Les débuts de l’existence des pelouses remontent probablement au Moyen Âge en Europe, avec les prés communaux où les villageois faisaient paître leurs troupeaux. Puis l’aristocratie en adopta le style autour de ses châteaux, faisant de la pelouse une marque de privilège et de luxe. Son entretien requérait une main-d’œuvre importante et se faisait principalement par le broutage du bétail ou par fauchage.  

La pelouse moderne, comme on la connaît aujourd’hui, conquérante des banlieues, des parcs publics et des terrains de sport, se serait démocratisée à partir du XIXème siècle grâce au développement de la tondeuse mécanique et, plus récemment, grâce à l’avancement des pratiques de culture et des techniques d’irrigation[3].

Ce qui m’intéresse ici, c’est l’implantation récente de pelouses et plus largement d’« espaces verts » dans la ville de Tanger : les lieux libres, les interstices entre les constructions qui ont été végétalisés ; ces endroits ambigus qui veulent à la fois révéler un espace et en cacher un autre. Il s’agit d’îlots de verdure qui surgissent du jour au lendemain et qui, sans avoir été ainsi végétalisés, seraient passés inaperçus ou se seraient transformés en dépotoir pour les débris des chantiers environnants. Il s’agit encore des ronds-points, des bords de route, des collines gazonnées - ces espaces banals, génériques et impersonnels.

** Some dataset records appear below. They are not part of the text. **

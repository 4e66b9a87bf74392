use tracing_subscriber::EnvFilter;

/// JSON log lines for CloudWatch. `RUST_LOG` overrides the `info` default.
pub fn init_tracing() {
    let filter = EnvFilter::try_from_default_env().unwrap_or_else(|_| EnvFilter::new("info"));

    let _ = tracing_subscriber::fmt()
        .json()
        .flatten_event(true)
        .with_current_span(false)
        .with_target(false)
        .with_env_filter(filter)
        .try_init();
}
use std::time::Duration;

pub use datazone_pipeline_core::retry::Sleeper;

/// Blocks the invocation for the whole delay; retries have nothing else to
/// do in the meantime.
#[derive(Debug, Default, Clone, Copy)]
pub struct BlockingSleeper;

impl Sleeper for BlockingSleeper {
    fn sleep(&self, duration: Duration) {
        if duration.is_zero() {
            return;
        }
        tokio::task::block_in_place(|| std::thread::sleep(duration));
    }
}
use serde::Serialize;

use crate::error::InvalidInput;
use crate::grant_request::{PolicyType, PrincipalType, DOMAIN_UNIT_IDENTIFIER, PRINCIPAL_ARN};

#[derive(Debug, Clone, PartialEq, Eq, Serialize)]
#[serde(rename_all = "camelCase")]
pub enum PrincipalDescriptor {
    User(UserPrincipal),
    Group {
        #[serde(rename = "groupIdentifier")]
        group_identifier: String,
    },
    Project(ProjectPrincipal),
}

#[derive(Debug, Clone, PartialEq, Eq, Serialize)]
#[serde(rename_all = "camelCase")]
pub enum UserPrincipal {
    UserIdentifier(String),
    AllUsersGrantFilter {},
}

#[derive(Debug, Clone, Copy, PartialEq, Eq, Serialize)]
#[serde(rename_all = "SCREAMING_SNAKE_CASE")]
pub enum ProjectDesignation {
    Owner,
}

#[derive(Debug, Clone, PartialEq, Eq, Serialize)]
#[serde(rename_all = "camelCase")]
pub struct ProjectPrincipal {
    pub project_designation: ProjectDesignation,
    #[serde(skip_serializing_if = "Option::is_none")]
    pub project_grant_filter: Option<ProjectGrantFilter>,
    #[serde(skip_serializing_if = "Option::is_none")]
    pub project_identifier: Option<String>,
}

#[derive(Debug, Clone, PartialEq, Eq, Serialize)]
#[serde(rename_all = "camelCase")]
pub struct ProjectGrantFilter {
    pub domain_unit_filter: DomainUnitFilter,
}

#[derive(Debug, Clone, PartialEq, Eq, Serialize)]
#[serde(rename_all = "camelCase")]
pub struct DomainUnitFilter {
    pub domain_unit: String,
    pub include_child_domain_units: bool,
}

/// Picks the principal shape the grant API expects.
///
/// Environment profile and environment creation are always granted to the
/// owning project, whatever `principal_type` says. Every other policy type
/// is driven by `principal_type`; an unrecognized or absent value fails here,
/// before any remote call.
pub fn resolve_principal(
    principal_type: Option<&str>,
    policy_type: PolicyType,
    principal_arn: Option<&str>,
    domain_unit_id: Option<&str>,
    project_id: Option<&str>,
) -> Result<PrincipalDescriptor, InvalidInput> {
    match policy_type {
        PolicyType::CreateEnvironmentProfile => {
            let domain_unit = domain_unit_id
                .map(str::to_string)
                .ok_or(InvalidInput::MissingProperty(DOMAIN_UNIT_IDENTIFIER))?;
            return Ok(PrincipalDescriptor::Project(ProjectPrincipal {
                project_designation: ProjectDesignation::Owner,
                project_grant_filter: Some(ProjectGrantFilter {
                    domain_unit_filter: DomainUnitFilter {
                        domain_unit,
                        include_child_domain_units: false,
                    },
                }),
                project_identifier: project_id.map(str::to_string),
            }));
        }
        PolicyType::CreateEnvironment => {
            return Ok(PrincipalDescriptor::Project(ProjectPrincipal {
                project_designation: ProjectDesignation::Owner,
                project_grant_filter: None,
                project_identifier: project_id.map(str::to_string),
            }));
        }
        _ => {}
    }

    let principal_type = principal_type
        .ok_or_else(|| InvalidInput::InvalidPrincipalType("<missing>".to_string()))?
        .parse::<PrincipalType>()?;

    match principal_type {
        PrincipalType::IamUser | PrincipalType::IamRole => Ok(PrincipalDescriptor::User(
            UserPrincipal::UserIdentifier(require_arn(principal_arn)?),
        )),
        PrincipalType::IamGroup => Ok(PrincipalDescriptor::Group {
            group_identifier: require_arn(principal_arn)?,
        }),
        PrincipalType::Root => Ok(PrincipalDescriptor::User(
            UserPrincipal::AllUsersGrantFilter {},
        )),
    }
}

fn require_arn(principal_arn: Option<&str>) -> Result<String, InvalidInput> {
    principal_arn
        .map(str::to_string)
        .ok_or(InvalidInput::MissingProperty(PRINCIPAL_ARN))
}
use std::collections::BTreeMap;
use std::time::Duration;

use aws_sdk_s3::presigning::PresigningConfig;
use aws_sdk_s3::primitives::ByteStream;

use super::block_on;

pub trait ObjectStore {
    fn write_object(
        &self,
        bucket: &str,
        key: &str,
        body: &[u8],
        content_type: &str,
        metadata: &BTreeMap<String, String>,
    ) -> Result<(), String>;

    fn presigned_get_url(
        &self,
        bucket: &str,
        key: &str,
        expires_in: Duration,
    ) -> Result<String, String>;
}

pub struct S3ObjectStore {
    s3_client: aws_sdk_s3::Client,
}

impl S3ObjectStore {
    pub fn new(s3_client: aws_sdk_s3::Client) -> Self {
        Self { s3_client }
    }
}

impl ObjectStore for S3ObjectStore {
    fn write_object(
        &self,
        bucket: &str,
        key: &str,
        body: &[u8],
        content_type: &str,
        metadata: &BTreeMap<String, String>,
    ) -> Result<(), String> {
        let mut request = self
            .s3_client
            .put_object()
            .bucket(bucket)
            .key(key)
            .content_type(content_type)
            .body(ByteStream::from(body.to_vec()));
        for (name, value) in metadata {
            request = request.metadata(name, value);
        }

        block_on(request.send()).map(|_| ()).map_err(|error| {
            format!(
                "failed to write s3://{bucket}/{key}: {}",
                aws_sdk_s3::error::DisplayErrorContext(&error)
            )
        })
    }

    fn presigned_get_url(
        &self,
        bucket: &str,
        key: &str,
        expires_in: Duration,
    ) -> Result<String, String> {
        let presigning = PresigningConfig::expires_in(expires_in)
            .map_err(|error| format!("invalid presigning window {expires_in:?}: {error}"))?;
        let request = self.s3_client.get_object().bucket(bucket).key(key);

        block_on(request.presigned(presigning))
            .map(|presigned| presigned.uri().to_string())
            .map_err(|error| {
                format!(
                    "failed to presign s3://{bucket}/{key}: {}",
                    aws_sdk_s3::error::DisplayErrorContext(&error)
                )
            })
    }
}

L’« espace vert », qui semble conçu pour le plaisir des yeux, « symbolise un éloignement de l’art des jardins et, de manière générale, de toutes références culturelles et artistiques »[4]. L’espace vert est une manière déguisée de prétendre que la ville, elle aussi, dispose de ses jardins publics. C’est une façon de légitimer la destruction du dernier parc naturel, la dernière forêt, le dernier poumon qui demeure, au profit des centres commerciaux, des ensembles résidentiels et des complexes touristiques.

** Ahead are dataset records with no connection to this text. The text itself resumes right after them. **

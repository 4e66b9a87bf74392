use thiserror::Error;

/// Rejected before any remote call is attempted.
#[derive(Debug, Clone, PartialEq, Eq, Error)]
pub enum InvalidInput {
    #[error("Invalid PrincipalType: {0}")]
    InvalidPrincipalType(String),
    #[error("Provided policy type doesn't exist: {0}")]
    UnknownPolicyType(String),
    #[error("Missing required resource property '{0}'")]
    MissingProperty(&'static str),
    #[error("Resource property '{name}' is invalid: {reason}")]
    InvalidProperty { name: &'static str, reason: String },
}

#[derive(Debug, Error)]
pub enum MetadataError {
    #[error("Unsupported catalog event detail-type: {0}")]
    UnsupportedEvent(String),
    #[error("Catalog event is missing '{0}'")]
    MissingField(&'static str),
    #[error("Asset is missing the {0} form")]
    MissingForm(&'static str),
    #[error("Form {form} has malformed content: {source}")]
    MalformedForm {
        form: &'static str,
        #[source]
        source: serde_json::Error,
    },
    #[error("Failed to render metadata csv: {0}")]
    Csv(String),
    #[error("Catalog lookup failed: {0}")]
    Catalog(String),
    #[error("Failed to store metadata object: {0}")]
    Storage(String),
}

impl MetadataError {
    pub fn is_client_error(&self) -> bool {
        matches!(self, Self::UnsupportedEvent(_) | Self::MissingField(_))
    }
}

L’appropriation de ces nouveaux espaces verts par les Tangérois n’est-il pas un choix par défaut, montrant surtout la nécessité, le besoin d’un ultime lien avec la nature ? Femmes travaillant dans une usine de confection dans la zone industrielle d’Al Ouama qui déjeunent sur l’herbe ; enfants qui font un terrain de jeux d’une surface de gazon située entre deux bâtiments de la zone industrielle de Moghogha ; famille qui pique-nique sur un rond point en plein été à Malabata… : ce sont là des scènes de la vie ordinaire qui parsèment la ville, et si je ne les ai pas photographiées, je les ai bien en tête. Ces scènes me font réfléchir à la manière dont, dans une ville comme Tanger, des espaces insignifiants peuvent devenir des espaces de sens, vitaux, pour les habitants.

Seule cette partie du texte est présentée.